## Excerpts from a dataset:
---+---

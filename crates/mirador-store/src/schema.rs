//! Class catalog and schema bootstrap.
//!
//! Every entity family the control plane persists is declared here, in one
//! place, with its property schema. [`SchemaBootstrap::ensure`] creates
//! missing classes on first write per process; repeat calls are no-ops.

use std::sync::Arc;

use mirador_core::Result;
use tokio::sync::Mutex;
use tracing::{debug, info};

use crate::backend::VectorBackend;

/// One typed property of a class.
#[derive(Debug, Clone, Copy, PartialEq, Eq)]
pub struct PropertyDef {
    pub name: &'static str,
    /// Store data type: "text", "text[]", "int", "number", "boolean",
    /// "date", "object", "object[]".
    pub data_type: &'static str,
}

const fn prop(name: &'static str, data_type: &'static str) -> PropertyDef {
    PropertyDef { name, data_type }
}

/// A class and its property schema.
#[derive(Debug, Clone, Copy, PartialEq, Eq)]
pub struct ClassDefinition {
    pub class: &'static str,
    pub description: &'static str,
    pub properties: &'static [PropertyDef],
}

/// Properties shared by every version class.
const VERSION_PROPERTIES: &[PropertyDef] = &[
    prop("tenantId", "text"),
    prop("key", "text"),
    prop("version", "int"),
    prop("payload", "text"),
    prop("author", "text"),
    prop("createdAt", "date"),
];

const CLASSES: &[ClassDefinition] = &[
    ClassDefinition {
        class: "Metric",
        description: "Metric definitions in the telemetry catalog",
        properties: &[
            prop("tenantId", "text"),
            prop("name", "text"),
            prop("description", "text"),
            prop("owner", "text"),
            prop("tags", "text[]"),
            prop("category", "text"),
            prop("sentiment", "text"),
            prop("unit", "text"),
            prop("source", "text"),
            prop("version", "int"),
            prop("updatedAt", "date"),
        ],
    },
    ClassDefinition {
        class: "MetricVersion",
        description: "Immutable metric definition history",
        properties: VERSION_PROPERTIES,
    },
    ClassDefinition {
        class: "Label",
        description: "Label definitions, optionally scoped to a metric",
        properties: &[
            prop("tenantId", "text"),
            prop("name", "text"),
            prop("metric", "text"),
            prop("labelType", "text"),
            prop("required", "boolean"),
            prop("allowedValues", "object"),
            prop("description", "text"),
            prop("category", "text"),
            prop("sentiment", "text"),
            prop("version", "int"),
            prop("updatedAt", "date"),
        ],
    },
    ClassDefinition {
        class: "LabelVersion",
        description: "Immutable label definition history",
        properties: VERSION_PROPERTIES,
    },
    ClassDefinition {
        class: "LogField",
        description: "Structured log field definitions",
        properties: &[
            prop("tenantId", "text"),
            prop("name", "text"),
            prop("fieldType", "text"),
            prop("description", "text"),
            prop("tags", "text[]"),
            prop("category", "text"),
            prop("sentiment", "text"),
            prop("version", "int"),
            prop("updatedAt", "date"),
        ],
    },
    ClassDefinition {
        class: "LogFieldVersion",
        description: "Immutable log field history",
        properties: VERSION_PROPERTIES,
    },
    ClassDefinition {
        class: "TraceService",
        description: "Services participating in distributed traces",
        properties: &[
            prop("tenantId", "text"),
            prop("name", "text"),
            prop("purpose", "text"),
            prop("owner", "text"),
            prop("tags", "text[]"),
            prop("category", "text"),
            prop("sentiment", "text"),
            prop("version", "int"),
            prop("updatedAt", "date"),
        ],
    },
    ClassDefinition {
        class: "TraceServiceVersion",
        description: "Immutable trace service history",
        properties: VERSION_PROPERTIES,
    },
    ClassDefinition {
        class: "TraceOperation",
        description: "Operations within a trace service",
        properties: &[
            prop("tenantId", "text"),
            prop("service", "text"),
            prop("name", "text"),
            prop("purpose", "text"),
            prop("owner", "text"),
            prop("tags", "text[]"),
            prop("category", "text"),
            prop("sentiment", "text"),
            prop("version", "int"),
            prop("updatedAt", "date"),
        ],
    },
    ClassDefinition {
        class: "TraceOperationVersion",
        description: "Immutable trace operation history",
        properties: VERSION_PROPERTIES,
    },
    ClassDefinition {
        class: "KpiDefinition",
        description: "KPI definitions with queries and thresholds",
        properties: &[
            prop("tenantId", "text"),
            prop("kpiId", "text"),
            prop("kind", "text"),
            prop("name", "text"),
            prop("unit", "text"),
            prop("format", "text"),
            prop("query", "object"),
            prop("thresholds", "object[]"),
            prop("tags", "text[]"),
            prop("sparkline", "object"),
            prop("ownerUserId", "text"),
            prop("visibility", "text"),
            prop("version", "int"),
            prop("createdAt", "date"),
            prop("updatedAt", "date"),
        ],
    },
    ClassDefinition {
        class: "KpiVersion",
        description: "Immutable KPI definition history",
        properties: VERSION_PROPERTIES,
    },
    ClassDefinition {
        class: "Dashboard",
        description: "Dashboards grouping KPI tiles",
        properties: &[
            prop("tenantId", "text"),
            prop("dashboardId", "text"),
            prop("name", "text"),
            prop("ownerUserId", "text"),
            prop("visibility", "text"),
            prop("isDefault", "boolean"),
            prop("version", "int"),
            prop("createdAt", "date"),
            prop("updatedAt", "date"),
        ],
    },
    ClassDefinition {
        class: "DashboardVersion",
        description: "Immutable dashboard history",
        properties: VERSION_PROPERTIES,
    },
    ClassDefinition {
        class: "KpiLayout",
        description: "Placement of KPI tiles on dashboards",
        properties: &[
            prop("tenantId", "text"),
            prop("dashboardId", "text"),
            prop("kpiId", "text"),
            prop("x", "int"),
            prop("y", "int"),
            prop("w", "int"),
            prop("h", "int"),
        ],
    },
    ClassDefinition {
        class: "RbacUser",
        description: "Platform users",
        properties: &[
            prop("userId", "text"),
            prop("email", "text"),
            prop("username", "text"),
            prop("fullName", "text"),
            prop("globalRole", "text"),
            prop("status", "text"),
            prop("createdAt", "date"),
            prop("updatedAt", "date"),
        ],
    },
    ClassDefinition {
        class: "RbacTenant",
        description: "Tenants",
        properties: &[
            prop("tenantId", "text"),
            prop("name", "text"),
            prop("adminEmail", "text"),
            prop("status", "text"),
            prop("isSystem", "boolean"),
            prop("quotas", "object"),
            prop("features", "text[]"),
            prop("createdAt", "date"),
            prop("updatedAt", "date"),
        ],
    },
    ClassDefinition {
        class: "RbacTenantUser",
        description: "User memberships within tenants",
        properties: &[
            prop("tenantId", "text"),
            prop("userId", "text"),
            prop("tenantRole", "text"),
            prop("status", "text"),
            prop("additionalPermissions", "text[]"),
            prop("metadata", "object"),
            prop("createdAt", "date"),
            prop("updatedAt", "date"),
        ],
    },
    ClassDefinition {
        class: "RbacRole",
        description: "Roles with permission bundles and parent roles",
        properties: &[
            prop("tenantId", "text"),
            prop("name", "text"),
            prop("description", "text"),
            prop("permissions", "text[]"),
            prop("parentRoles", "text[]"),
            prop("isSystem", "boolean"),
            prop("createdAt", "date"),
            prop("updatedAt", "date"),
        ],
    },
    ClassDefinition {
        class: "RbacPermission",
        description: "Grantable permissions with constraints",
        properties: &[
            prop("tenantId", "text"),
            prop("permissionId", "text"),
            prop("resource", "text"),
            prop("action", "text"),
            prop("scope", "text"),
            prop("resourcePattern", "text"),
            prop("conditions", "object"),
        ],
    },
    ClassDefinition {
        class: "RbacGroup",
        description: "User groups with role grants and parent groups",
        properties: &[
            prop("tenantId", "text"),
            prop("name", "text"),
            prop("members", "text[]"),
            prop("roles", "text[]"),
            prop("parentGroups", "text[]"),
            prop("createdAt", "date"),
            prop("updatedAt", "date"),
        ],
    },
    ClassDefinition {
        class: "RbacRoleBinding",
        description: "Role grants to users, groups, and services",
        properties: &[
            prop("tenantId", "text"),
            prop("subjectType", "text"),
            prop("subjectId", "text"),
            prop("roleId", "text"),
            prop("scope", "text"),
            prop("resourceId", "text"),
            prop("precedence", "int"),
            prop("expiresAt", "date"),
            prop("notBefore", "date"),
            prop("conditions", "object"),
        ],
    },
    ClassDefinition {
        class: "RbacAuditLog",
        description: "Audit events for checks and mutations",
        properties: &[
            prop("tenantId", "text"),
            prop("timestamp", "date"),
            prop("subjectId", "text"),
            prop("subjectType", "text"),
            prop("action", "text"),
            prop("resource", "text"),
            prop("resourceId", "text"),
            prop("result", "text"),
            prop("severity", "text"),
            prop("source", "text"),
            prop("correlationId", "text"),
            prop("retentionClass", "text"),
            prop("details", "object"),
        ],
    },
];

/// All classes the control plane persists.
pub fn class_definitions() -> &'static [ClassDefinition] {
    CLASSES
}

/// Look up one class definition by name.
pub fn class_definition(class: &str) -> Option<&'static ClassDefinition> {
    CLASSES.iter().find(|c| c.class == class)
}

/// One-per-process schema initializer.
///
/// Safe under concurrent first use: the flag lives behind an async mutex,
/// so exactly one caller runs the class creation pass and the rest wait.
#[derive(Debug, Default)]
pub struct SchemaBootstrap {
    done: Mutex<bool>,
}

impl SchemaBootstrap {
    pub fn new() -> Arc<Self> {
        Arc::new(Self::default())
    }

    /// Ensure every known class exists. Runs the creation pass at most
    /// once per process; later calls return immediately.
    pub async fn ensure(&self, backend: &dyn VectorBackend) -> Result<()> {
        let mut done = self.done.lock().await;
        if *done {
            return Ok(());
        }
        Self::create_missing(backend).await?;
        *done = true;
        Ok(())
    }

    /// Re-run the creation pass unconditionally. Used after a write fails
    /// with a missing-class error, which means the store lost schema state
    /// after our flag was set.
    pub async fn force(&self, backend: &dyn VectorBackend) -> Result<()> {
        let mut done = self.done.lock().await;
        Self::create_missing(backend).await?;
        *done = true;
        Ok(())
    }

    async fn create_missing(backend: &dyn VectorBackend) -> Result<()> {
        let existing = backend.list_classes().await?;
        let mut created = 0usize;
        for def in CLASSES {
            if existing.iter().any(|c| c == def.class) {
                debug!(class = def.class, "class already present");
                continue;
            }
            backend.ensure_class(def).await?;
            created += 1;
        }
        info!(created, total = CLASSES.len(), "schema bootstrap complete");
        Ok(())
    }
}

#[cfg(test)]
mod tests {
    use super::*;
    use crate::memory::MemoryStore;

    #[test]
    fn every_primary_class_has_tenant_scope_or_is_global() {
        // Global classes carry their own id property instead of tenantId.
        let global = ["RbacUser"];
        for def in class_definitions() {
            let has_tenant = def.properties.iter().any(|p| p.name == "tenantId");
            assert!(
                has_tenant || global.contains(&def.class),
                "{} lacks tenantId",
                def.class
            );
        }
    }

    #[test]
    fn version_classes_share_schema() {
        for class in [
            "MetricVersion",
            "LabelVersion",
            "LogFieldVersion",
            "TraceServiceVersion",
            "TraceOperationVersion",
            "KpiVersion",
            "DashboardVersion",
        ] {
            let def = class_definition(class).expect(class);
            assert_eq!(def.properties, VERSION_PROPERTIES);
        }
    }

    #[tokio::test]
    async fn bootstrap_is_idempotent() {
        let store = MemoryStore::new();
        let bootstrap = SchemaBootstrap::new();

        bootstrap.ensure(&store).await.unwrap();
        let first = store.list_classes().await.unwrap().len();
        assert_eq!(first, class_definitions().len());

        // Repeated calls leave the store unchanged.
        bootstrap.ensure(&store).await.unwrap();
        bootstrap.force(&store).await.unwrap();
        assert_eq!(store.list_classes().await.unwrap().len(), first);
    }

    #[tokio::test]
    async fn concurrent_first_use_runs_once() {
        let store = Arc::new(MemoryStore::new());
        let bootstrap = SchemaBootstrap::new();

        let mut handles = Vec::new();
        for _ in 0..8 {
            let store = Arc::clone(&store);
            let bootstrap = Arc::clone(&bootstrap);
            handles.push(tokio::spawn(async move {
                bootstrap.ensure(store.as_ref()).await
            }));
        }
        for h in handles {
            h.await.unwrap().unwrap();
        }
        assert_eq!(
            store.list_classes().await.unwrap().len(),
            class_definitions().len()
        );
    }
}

---+---

Find each line above that contains "tokio", and copy those lines.

## EXPECTED OUTPUT:
use tokio::sync::Mutex;
    #[tokio::test]
    #[tokio::test]
            handles.push(tokio::spawn(async move {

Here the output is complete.